Summary SKO Data Integration - Calibration

MEMO
TO
FROM
SUBJECT
DATE
GOAL:
Interested parties
SKO
Summary Online calibration
June 2016
Summary data integration for online ratings of programs and commercials - calibration
GOAL
SKO aims to draw conclusions about online video behaviour. In order to do this, we measure viewing behaviour
regarding online video content and commercials on every kind of connected device.

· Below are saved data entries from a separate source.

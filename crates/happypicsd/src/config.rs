use std::path::PathBuf;
use std::time::Duration;

use serde::Serialize;

/// Which history variant the service runs.
#[derive(Debug, Clone, Copy, PartialEq, Eq, Serialize)]
#[serde(rename_all = "lowercase")]
pub enum Mode {
    /// No accounts; history lives in the session only.
    Volatile,
    /// Email/password accounts; history persisted per user.
    Durable,
}

impl Mode {
    fn parse(value: &str) -> Option<Self> {
        match value.trim().to_ascii_lowercase().as_str() {
            "volatile" | "session" => Some(Mode::Volatile),
            "durable" | "persistent" => Some(Mode::Durable),
            _ => None,
        }
    }
}

/// Service configuration, loaded from environment variables.
pub struct Config {
    /// Listen address (default: 127.0.0.1:8501).
    pub bind: String,
    pub mode: Mode,
    /// Directory containing ONNX model files.
    pub model_dir: PathBuf,
    /// Path to the SQLite database file (durable mode).
    pub db_path: PathBuf,
    /// Largest accepted upload body, in bytes.
    pub max_upload_bytes: usize,
    /// Width of history thumbnails, in pixels.
    pub thumbnail_width: u32,
    /// Base URL of the identity service REST API.
    pub identity_endpoint: String,
    /// API key for the identity service. Required in durable mode.
    pub identity_api_key: Option<String>,
    /// Pending analyze requests the engine thread may queue.
    pub engine_queue_depth: usize,
    /// Sessions idle for longer than this are dropped, history included.
    pub session_ttl: Duration,
}

impl Config {
    /// Load configuration from `HAPPYPICS_*` environment variables with defaults.
    pub fn from_env() -> Self {
        let model_dir = std::env::var("HAPPYPICS_MODEL_DIR")
            .map(PathBuf::from)
            .unwrap_or_else(|_| happypics_core::default_model_dir());

        let data_dir = std::env::var("XDG_DATA_HOME")
            .map(PathBuf::from)
            .unwrap_or_else(|_| {
                let home = std::env::var("HOME").unwrap_or_else(|_| "/tmp".to_string());
                PathBuf::from(home).join(".local/share")
            })
            .join("happypics");

        let db_path = std::env::var("HAPPYPICS_DB_PATH")
            .map(PathBuf::from)
            .unwrap_or_else(|_| data_dir.join("history.db"));

        let mode = match std::env::var("HAPPYPICS_MODE") {
            Ok(v) => Mode::parse(&v).unwrap_or_else(|| {
                tracing::warn!(value = %v, "unrecognized HAPPYPICS_MODE, using volatile");
                Mode::Volatile
            }),
            Err(_) => Mode::Volatile,
        };

        Self {
            bind: std::env::var("HAPPYPICS_BIND").unwrap_or_else(|_| "127.0.0.1:8501".to_string()),
            mode,
            model_dir,
            db_path,
            max_upload_bytes: env_usize("HAPPYPICS_MAX_UPLOAD_BYTES", 10 * 1024 * 1024),
            thumbnail_width: env_u32("HAPPYPICS_THUMBNAIL_WIDTH", 100),
            identity_endpoint: std::env::var("HAPPYPICS_IDENTITY_ENDPOINT")
                .unwrap_or_else(|_| happypics_auth::provider::DEFAULT_ENDPOINT.to_string()),
            identity_api_key: std::env::var("HAPPYPICS_IDENTITY_API_KEY")
                .ok()
                .filter(|k| !k.is_empty()),
            engine_queue_depth: env_usize("HAPPYPICS_ENGINE_QUEUE_DEPTH", 4).max(1),
            session_ttl: Duration::from_secs(env_u64("HAPPYPICS_SESSION_TTL", 3600).max(1)),
        }
    }

    /// Path to the SCRFD detection model.
    pub fn scrfd_model_path(&self) -> String {
        self.model_dir
            .join("det_10g.onnx")
            .to_string_lossy()
            .into_owned()
    }

    /// Path to the FER+ emotion model.
    pub fn ferplus_model_path(&self) -> String {
        self.model_dir
            .join("emotion-ferplus-8.onnx")
            .to_string_lossy()
            .into_owned()
    }
}

fn env_u32(key: &str, default: u32) -> u32 {
    std::env::var(key)
        .ok()
        .and_then(|v| v.parse().ok())
        .unwrap_or(default)
}

fn env_usize(key: &str, default: usize) -> usize {
    std::env::var(key)
        .ok()
        .and_then(|v| v.parse().ok())
        .unwrap_or(default)
}

fn env_u64(key: &str, default: u64) -> u64 {
    std::env::var(key)
        .ok()
        .and_then(|v| v.parse().ok())
        .unwrap_or(default)
}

This online viewing behaviour is measured through an online panel, which yields information about user profiles
and reach. On top of that, we measure online viewing behaviour in the players/devices themselves. The latter
measurement yields total census volumes about the number of starts and the amount of viewing time (in
minutes) that has been realised. The data from the online panel and the census is then combined through data
integration (or ‘calibration’), resulting in new ratings for online programs and online commercials. This type of
data integration is represented in figure 1; below, we discuss it in more detail. Kantar performs this data
integration on behalf of SKO.
Figure 1. Data integration of online panel and online census data
DATA INTEGRATION FOR RATINGS ONLINE PROGAMS AND COMMERCIALS - CALIBRATION
The online panel is a sample. Because of this, the results will differ from the actually realised viewing volumes
measured through the devices themselves. To correct this, the panel results are calibrated with the actual census
volumes, a process that consists of a number of steps:
PAGINA 1 VAN 3

Modelling of reach
Online programs:
For online programs, both the reach and viewing time is modelled. To start with, the viewing time registered
through the panel is compared with the actually realised viewing volume in the devices and adjusted accordingly.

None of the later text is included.